Data supplied START
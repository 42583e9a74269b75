//! LSB payload embedding and extraction
//!
//! Payload bytes are framed as `magic(4) || len(4, LE) || crc32(4, LE) ||
//! payload`, split into bits MSB-first, and stored in the least significant
//! bit of successive channel bytes in row-major order, (R, G, B) per pixel.
//! Alpha never exists here: the engine consumes decoded RGB buffers.

use crate::{Error, Result};

/// Magic prefix of every embedded frame
pub const STEGO_MAGIC: [u8; 4] = *b"ECHS";

/// Frame header length in bytes (magic + length + crc32)
pub const FRAME_HEADER_LEN: usize = 12;

/// A decoded RGB image: `width * height * 3` channel bytes, row-major
#[derive(Debug, Clone, PartialEq, Eq)]
pub struct SigilImage {
    /// Width in pixels
    pub width: u32,
    /// Height in pixels
    pub height: u32,
    /// Channel bytes, (R, G, B) per pixel
    pub rgb: Vec<u8>,
}

impl SigilImage {
    /// Wrap an RGB buffer, validating its dimensions
    pub fn new(width: u32, height: u32, rgb: Vec<u8>) -> Result<Self> {
        let expected = width as usize * height as usize * 3;
        if rgb.len() != expected {
            return Err(Error::InvalidImage(format!(
                "Expected {expected} channel bytes for {width}x{height}, got {}",
                rgb.len()
            )));
        }
        Ok(Self { width, height, rgb })
    }

    /// Number of payload bits the image can carry
    pub fn capacity_bits(&self) -> usize {
        self.rgb.len()
    }

    /// Maximum unframed payload size in bytes
    pub fn capacity_bytes(&self) -> usize {
        (self.capacity_bits() / 8).saturating_sub(FRAME_HEADER_LEN)
    }
}

/// Embed a payload, returning a new image
///
/// The result differs from the input only in the least significant bits of
/// the first `8 * framed_len` channel bytes.
pub fn embed_payload(image: &SigilImage, payload: &[u8]) -> Result<SigilImage> {
    let framed = frame_payload(payload);
    if framed.len() * 8 > image.capacity_bits() {
        return Err(Error::CapacityExceeded(format!(
            "Need {} bits, image carries {}",
            framed.len() * 8,
            image.capacity_bits()
        )));
    }

    let mut out = image.clone();
    for (bit_idx, bit) in bits_of(&framed).enumerate() {
        out.rgb[bit_idx] = (out.rgb[bit_idx] & 0xFE) | bit;
    }
    Ok(out)
}

/// Extract a payload embedded with [`embed_payload`]
pub fn extract_payload(image: &SigilImage) -> Result<Vec<u8>> {
    if image.capacity_bits() < FRAME_HEADER_LEN * 8 {
        return Err(Error::PayloadTruncated(
            "Image too small to carry a frame header".into(),
        ));
    }

    let header = read_bytes(image, 0, FRAME_HEADER_LEN);
    if header[..4] != STEGO_MAGIC {
        return Err(Error::PayloadCorrupt("Bad magic".into()));
    }
    let len = u32::from_le_bytes([header[4], header[5], header[6], header[7]]) as usize;
    let expected_crc = u32::from_le_bytes([header[8], header[9], header[10], header[11]]);

    if (FRAME_HEADER_LEN + len) * 8 > image.capacity_bits() {
        return Err(Error::PayloadTruncated(format!(
            "Declared length {len} exceeds image capacity"
        )));
    }

    let payload = read_bytes(image, FRAME_HEADER_LEN, len);
    if crc32fast::hash(&payload) != expected_crc {
        return Err(Error::PayloadCorrupt("CRC mismatch".into()));
    }
    Ok(payload)
}

fn frame_payload(payload: &[u8]) -> Vec<u8> {
    let mut framed = Vec::with_capacity(FRAME_HEADER_LEN + payload.len());
    framed.extend_from_slice(&STEGO_MAGIC);
    framed.extend_from_slice(&(payload.len() as u32).to_le_bytes());
    framed.extend_from_slice(&crc32fast::hash(payload).to_le_bytes());
    framed.extend_from_slice(payload);
    framed
}

/// Bits of a byte slice, MSB-first
fn bits_of(bytes: &[u8]) -> impl Iterator<Item = u8> + '_ {
    bytes
        .iter()
        .flat_map(|byte| (0..8).map(move |i| (byte >> (7 - i)) & 1))
}

/// Read `count` bytes starting at `byte_offset` within the bit stream
fn read_bytes(image: &SigilImage, byte_offset: usize, count: usize) -> Vec<u8> {
    let mut out = Vec::with_capacity(count);
    let base = byte_offset * 8;
    for byte_idx in 0..count {
        let mut byte = 0u8;
        for bit in 0..8 {
            byte = (byte << 1) | (image.rgb[base + byte_idx * 8 + bit] & 1);
        }
        out.push(byte);
    }
    out
}

#[cfg(test)]
mod tests {
    use super::*;

    fn gradient_image(width: u32, height: u32) -> SigilImage {
        let rgb = (0..width as usize * height as usize * 3)
            .map(|i| (i % 251) as u8)
            .collect();
        SigilImage::new(width, height, rgb).unwrap()
    }

    #[test]
    fn test_round_trip() {
        let image = gradient_image(64, 64);
        let payload = b"the ritual payload";
        let embedded = embed_payload(&image, payload).unwrap();
        assert_eq!(extract_payload(&embedded).unwrap(), payload);
    }

    #[test]
    fn test_empty_payload_round_trip() {
        let image = gradient_image(8, 8);
        let embedded = embed_payload(&image, b"").unwrap();
        assert_eq!(extract_payload(&embedded).unwrap(), b"");
    }

    #[test]
    fn test_only_lsbs_change() {
        let image = gradient_image(64, 64);
        let payload = b"delta check";
        let embedded = embed_payload(&image, payload).unwrap();

        let framed_bits = (FRAME_HEADER_LEN + payload.len()) * 8;
        for (i, (&before, &after)) in image.rgb.iter().zip(embedded.rgb.iter()).enumerate() {
            if i < framed_bits {
                assert_eq!(before & 0xFE, after & 0xFE, "non-LSB change at byte {i}");
            } else {
                assert_eq!(before, after, "byte {i} beyond the frame changed");
            }
        }
    }

    #[test]
    fn test_capacity_exceeded() {
        let image = gradient_image(4, 4); // 48 channel bytes = 48 bits
        let err = embed_payload(&image, &[0u8; 64]).unwrap_err();
        assert!(matches!(err, Error::CapacityExceeded(_)));
    }

    #[test]
    fn test_capacity_boundary() {
        // 16x16 image: 768 bits = 96 bytes; header takes 12, payload up to 84
        let image = gradient_image(16, 16);
        assert_eq!(image.capacity_bytes(), 84);
        assert!(embed_payload(&image, &[7u8; 84]).is_ok());
        assert!(embed_payload(&image, &[7u8; 85]).is_err());
    }

    #[test]
    fn test_missing_payload_detected() {
        let image = gradient_image(32, 32);
        let err = extract_payload(&image).unwrap_err();
        assert!(matches!(err, Error::PayloadCorrupt(_)));
    }

    #[test]
    fn test_corrupted_payload_detected() {
        let image = gradient_image(64, 64);
        let mut embedded = embed_payload(&image, b"payload under test").unwrap();
        // Flip an LSB inside the payload section
        let target = (FRAME_HEADER_LEN + 3) * 8;
        embedded.rgb[target] ^= 0x01;
        let err = extract_payload(&embedded).unwrap_err();
        assert!(matches!(err, Error::PayloadCorrupt(_)));
    }

    #[test]
    fn test_truncated_declared_length() {
        let image = gradient_image(16, 16);
        let mut embedded = embed_payload(&image, b"ok").unwrap();
        // Rewrite the length field to something beyond capacity
        let bogus = frame_with_length(u32::MAX / 2);
        for (bit_idx, bit) in super::bits_of(&bogus).enumerate() {
            embedded.rgb[bit_idx] = (embedded.rgb[bit_idx] & 0xFE) | bit;
        }
        let err = extract_payload(&embedded).unwrap_err();
        assert!(matches!(err, Error::PayloadTruncated(_)));
    }

    fn frame_with_length(len: u32) -> Vec<u8> {
        let mut framed = Vec::new();
        framed.extend_from_slice(&STEGO_MAGIC);
        framed.extend_from_slice(&len.to_le_bytes());
        framed.extend_from_slice(&0u32.to_le_bytes());
        framed
    }

    #[test]
    fn test_image_dimension_validation() {
        assert!(SigilImage::new(4, 4, vec![0u8; 48]).is_ok());
        assert!(SigilImage::new(4, 4, vec![0u8; 47]).is_err());
        assert!(SigilImage::new(4, 4, vec![0u8; 64]).is_err());
    }
}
Data supplied END
* Exercise *
Lines after the one containing "pub struct SigilImage" are left out; every line from the start of the entries through that line is restated word for word.

* Solution to this problem *
repository 42583e9a74269b75
//! LSB payload embedding and extraction
//!
//! Payload bytes are framed as `magic(4) || len(4, LE) || crc32(4, LE) ||
//! payload`, split into bits MSB-first, and stored in the least significant
//! bit of successive channel bytes in row-major order, (R, G, B) per pixel.
//! Alpha never exists here: the engine consumes decoded RGB buffers.

use crate::{Error, Result};

/// Magic prefix of every embedded frame
pub const STEGO_MAGIC: [u8; 4] = *b"ECHS";

/// Frame header length in bytes (magic + length + crc32)
pub const FRAME_HEADER_LEN: usize = 12;

/// A decoded RGB image: `width * height * 3` channel bytes, row-major
#[derive(Debug, Clone, PartialEq, Eq)]
pub struct SigilImage {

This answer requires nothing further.